Although trade control laws require GitHub to restrict account access from certain regions, we enable users to appeal these restrictions, and we work with them to restore as many accounts as we legally can. In many cases, we can reinstate a user’s account (grant an appeal), for example after they returned from temporarily traveling to a restricted region or if their account was flagged in error. More information on GitHub and trade controls can be found here.
We started tracking sanctions-related appeals in July 2019. Unlike abuse-related appeals, we must always act at the account level (as opposed to being able to disable a repository) because trade controls laws require us to restrict a user’s access to GitHub. In 2021, 1,504 users appealed trade-control related account restrictions, as compared to 2,500 in 2020. Of the 1,504 appeals we received in 2021, we approved 1,312 and denied 137, and required further information to process in eight cases. We also received 47 appeals that were mistakenly filed by users who were not subject to trade controls, so we excluded these from our analysis below. Although we received 60 percent fewer appeals in 2021, compared to 2020, the percentage of appeals we granted increased in 2021.
Appeals varied widely by region in 2021, ranging from more than one thousand related to Crimea to one related to North Korea and none related to Cuba. In 102 cases, we were unable to assign an appeal to a region in our data. We marked them as “Unknown” in the table below and excluded them from regional totals in the chart below it. The number of appeals from Crimea and Syria each increased as compared to 2020, while the numbers from Iran were much smaller (and all granted), because the US government granted us a license to offer GitHub to developers there in 2021.
GitHub remains committed to maintaining transparency and promoting free expression as an essential part of our commitment to developers.
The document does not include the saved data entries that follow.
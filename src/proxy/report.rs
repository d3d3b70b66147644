//! Result aggregation and report output
//!
//! `aggregate` is pure: it turns the completion-ordered result stream into
//! the deterministic, deduplicated report consumed by the writers, without
//! touching the network or the filesystem.

use crate::proxy::models::{Outcome, ProbeResult, ProxyType};
use crate::Result;
use chrono::Local;
use serde::{Deserialize, Serialize};
use std::collections::HashSet;
use std::fmt::Write as _;
use std::fs;
use std::path::Path;

/// Per-outcome totals over a whole run, for the diagnostic channel
#[derive(Debug, Clone, Default, PartialEq, Eq, Serialize, Deserialize)]
pub struct OutcomeCounts {
    pub working: usize,
    pub unreachable: usize,
    pub timeout: usize,
    pub mismatch: usize,
    pub error: usize,
}

impl OutcomeCounts {
    pub fn tally(results: &[ProbeResult]) -> Self {
        let mut counts = Self::default();
        for result in results {
            match result.outcome {
                Outcome::Working => counts.working += 1,
                Outcome::Unreachable => counts.unreachable += 1,
                Outcome::Timeout => counts.timeout += 1,
                Outcome::ProtocolMismatch => counts.mismatch += 1,
                Outcome::Error(_) => counts.error += 1,
            }
        }
        counts
    }

    pub fn total(&self) -> usize {
        self.working + self.unreachable + self.timeout + self.mismatch + self.error
    }
}

/// One report entry in the form downstream proxy configs expect
#[derive(Debug, Clone, PartialEq, Eq, Serialize, Deserialize)]
pub struct ConfigEntry {
    pub server: String,
    pub protocol: String,
}

/// Final ordered list of confirmed-working proxies
#[derive(Debug, Clone, Default, PartialEq, Eq, Serialize, Deserialize)]
pub struct Report {
    /// Working results, one per (candidate, protocol), in input order
    pub entries: Vec<ProbeResult>,
    /// Totals over every probe of the run, not just the working ones
    pub counts: OutcomeCounts,
}

impl Report {
    pub fn len(&self) -> usize {
        self.entries.len()
    }

    pub fn is_empty(&self) -> bool {
        self.entries.is_empty()
    }

    /// Working entries as config objects (`{server, protocol}`)
    pub fn config_entries(&self) -> Vec<ConfigEntry> {
        self.entries
            .iter()
            .map(|entry| ConfigEntry {
                server: entry.candidate.to_addr_string(),
                protocol: entry.protocol.to_string(),
            })
            .collect()
    }

    /// Working-entry count per protocol, in probe order
    pub fn protocol_counts(&self) -> Vec<(ProxyType, usize)> {
        ProxyType::ALL
            .iter()
            .map(|&protocol| {
                let count = self
                    .entries
                    .iter()
                    .filter(|entry| entry.protocol == protocol)
                    .count();
                (protocol, count)
            })
            .filter(|(_, count)| *count > 0)
            .collect()
    }

    /// The fastest working entry, if any
    pub fn fastest(&self) -> Option<&ProbeResult> {
        self.entries.iter().min_by_key(|entry| entry.latency_ms)
    }

    /// Render the human-readable report text with the config snippet.
    pub fn render_text(&self) -> String {
        let mut out = String::new();
        let total = self.counts.total();
        let rate = if total > 0 {
            self.counts.working as f64 / total as f64 * 100.0
        } else {
            0.0
        };

        let _ = writeln!(out, "=== PROXY CHECK RESULTS ===");
        let _ = writeln!(out, "Date: {}", Local::now().format("%Y-%m-%d %H:%M:%S"));
        let _ = writeln!(out, "Working: {} of {} probes", self.counts.working, total);
        let _ = writeln!(out, "Success rate: {:.1}%", rate);
        let _ = writeln!(out);

        if !self.entries.is_empty() {
            let _ = writeln!(out, "By protocol:");
            for (protocol, count) in self.protocol_counts() {
                let _ = writeln!(out, "  {}: {}", protocol.to_string().to_uppercase(), count);
            }
            let _ = writeln!(out);
        }

        let _ = writeln!(out, "=== WORKING PROXIES ===");
        for entry in &self.entries {
            let _ = writeln!(
                out,
                "{} | {} | {}ms",
                entry.candidate.to_addr_string(),
                entry.protocol,
                entry.latency_ms
            );
        }

        let _ = writeln!(out);
        let _ = writeln!(out, "=== CONFIG SNIPPET ===");
        let snippet = serde_json::to_string_pretty(&self.config_entries())
            .unwrap_or_else(|_| "[]".to_string());
        let _ = writeln!(out, "{}", snippet);

        out
    }

    /// Write the text report to a file
    pub fn save_text<P: AsRef<Path>>(&self, path: P) -> Result<()> {
        fs::write(path, self.render_text())?;
        Ok(())
    }

    /// Write the config entries as JSON to a file
    pub fn save_json<P: AsRef<Path>>(&self, path: P) -> Result<()> {
        let json = serde_json::to_string_pretty(&self.config_entries())?;
        fs::write(path, json)?;
        Ok(())
    }
}

/// Build the final report from completion-ordered probe results.
///
/// Keeps only working results, drops repeats of the same
/// (candidate, protocol) pair, and sorts by the candidate's input position
/// and then protocol order, so identical inputs and outcomes always produce
/// identical reports regardless of network timing.
pub fn aggregate(results: Vec<ProbeResult>) -> Report {
    let counts = OutcomeCounts::tally(&results);

    let mut seen: HashSet<(String, u16, ProxyType)> = HashSet::new();
    let mut entries: Vec<ProbeResult> = results
        .into_iter()
        .filter(|result| result.is_working())
        .filter(|result| {
            seen.insert((
                result.candidate.host.clone(),
                result.candidate.port,
                result.protocol,
            ))
        })
        .collect();

    entries.sort_by_key(|entry| (entry.candidate.index, entry.protocol));

    Report { entries, counts }
}

#[cfg(test)]
mod tests {
    use super::*;
    use crate::proxy::models::Candidate;

    fn result(
        host: &str,
        port: u16,
        index: usize,
        protocol: ProxyType,
        outcome: Outcome,
        latency_ms: u64,
    ) -> ProbeResult {
        ProbeResult::new(
            Candidate::new(host.to_string(), port, index),
            protocol,
            outcome,
            latency_ms,
        )
    }

    #[test]
    fn test_aggregate_keeps_only_working() {
        let results = vec![
            result("1.1.1.1", 80, 0, ProxyType::Http, Outcome::Working, 100),
            result("2.2.2.2", 80, 1, ProxyType::Http, Outcome::Timeout, 2000),
            result(
                "3.3.3.3",
                80,
                2,
                ProxyType::Http,
                Outcome::Error("reset".to_string()),
                40,
            ),
        ];
        let report = aggregate(results);
        assert_eq!(report.len(), 1);
        assert_eq!(report.entries[0].candidate.host, "1.1.1.1");
        assert_eq!(report.counts.working, 1);
        assert_eq!(report.counts.timeout, 1);
        assert_eq!(report.counts.error, 1);
        assert_eq!(report.counts.total(), 3);
    }

    #[test]
    fn test_aggregate_restores_input_order() {
        // Completion order scrambled; report order must follow input index
        let results = vec![
            result("86.110.189.154", 4145, 1, ProxyType::Socks4, Outcome::Working, 80),
            result("79.137.202.115", 63128, 0, ProxyType::Https, Outcome::Working, 350),
        ];
        let report = aggregate(results);
        let servers: Vec<(String, String)> = report
            .config_entries()
            .into_iter()
            .map(|e| (e.server, e.protocol))
            .collect();
        assert_eq!(
            servers,
            vec![
                ("79.137.202.115:63128".to_string(), "https".to_string()),
                ("86.110.189.154:4145".to_string(), "socks4".to_string()),
            ]
        );
    }

    #[test]
    fn test_aggregate_orders_protocols_within_candidate() {
        let results = vec![
            result("1.1.1.1", 80, 0, ProxyType::Socks5, Outcome::Working, 60),
            result("1.1.1.1", 80, 0, ProxyType::Http, Outcome::Working, 90),
        ];
        let report = aggregate(results);
        assert_eq!(report.entries[0].protocol, ProxyType::Http);
        assert_eq!(report.entries[1].protocol, ProxyType::Socks5);
    }

    #[test]
    fn test_aggregate_drops_duplicate_pairs_keeps_multi_protocol() {
        let results = vec![
            result("1.1.1.1", 80, 0, ProxyType::Http, Outcome::Working, 100),
            result("1.1.1.1", 80, 0, ProxyType::Http, Outcome::Working, 110),
            result("1.1.1.1", 80, 0, ProxyType::Https, Outcome::Working, 120),
        ];
        let report = aggregate(results);
        // Same pair collapses; a second protocol is its own entry
        assert_eq!(report.len(), 2);
    }

    #[test]
    fn test_aggregate_is_stable_across_completion_orders() {
        let a = result("1.1.1.1", 80, 0, ProxyType::Http, Outcome::Working, 100);
        let b = result("2.2.2.2", 80, 1, ProxyType::Socks5, Outcome::Working, 50);
        let c = result("3.3.3.3", 80, 2, ProxyType::Http, Outcome::Unreachable, 10);

        let first = aggregate(vec![a.clone(), b.clone(), c.clone()]);
        let second = aggregate(vec![b, c, a]);
        assert_eq!(first, second);
    }

    #[test]
    fn test_report_fastest_and_protocol_counts() {
        let results = vec![
            result("1.1.1.1", 80, 0, ProxyType::Http, Outcome::Working, 300),
            result("2.2.2.2", 1080, 1, ProxyType::Socks5, Outcome::Working, 45),
        ];
        let report = aggregate(results);
        assert_eq!(report.fastest().unwrap().candidate.host, "2.2.2.2");
        assert_eq!(
            report.protocol_counts(),
            vec![(ProxyType::Http, 1), (ProxyType::Socks5, 1)]
        );
    }

    #[test]
    fn test_render_text_contains_entries_and_snippet() {
        let results = vec![result(
            "1.1.1.1",
            80,
            0,
            ProxyType::Http,
            Outcome::Working,
            100,
        )];
        let report = aggregate(results);
        let text = report.render_text();
        assert!(text.contains("=== WORKING PROXIES ==="));
        assert!(text.contains("1.1.1.1:80 | http | 100ms"));
        assert!(text.contains("\"server\": \"1.1.1.1:80\""));
        assert!(text.contains("\"protocol\": \"http\""));
    }

    #[test]
    fn test_empty_report_renders() {
        let report = aggregate(Vec::new());
        assert!(report.is_empty());
        let text = report.render_text();
        assert!(text.contains("Success rate: 0.0%"));
    }
}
We aim to lead by example in our approach to transparency by providing in-depth explanation of the areas of content removal that are most relevant to developers and software development platforms. This year, we expanded our transparency reporting to include our use of automated detection for the most egregious kinds of abuse, and we updated our abuse reporting form, which will allow us to expand future transparency reporting.
Key to our commitment is protecting user privacy, free association, assembly, and expression by limiting the amount of user data we disclose, and the amount of legitimate content we take down, within the bounds of the law. Through our transparency reports, we’re continuing to shed light on our own practices, while also hoping to contribute to broader discourse on platform governance.
We hope you found this year’s report helpful and encourage you to let us know if you have suggestions for additions to future reports. For more on how we develop GitHub’s policies and procedures, check out our site policy repository.
February 7, 2022: We updated some numbers in this report to reflect updates we’ve made to the data in the DMCA repository’s data folder.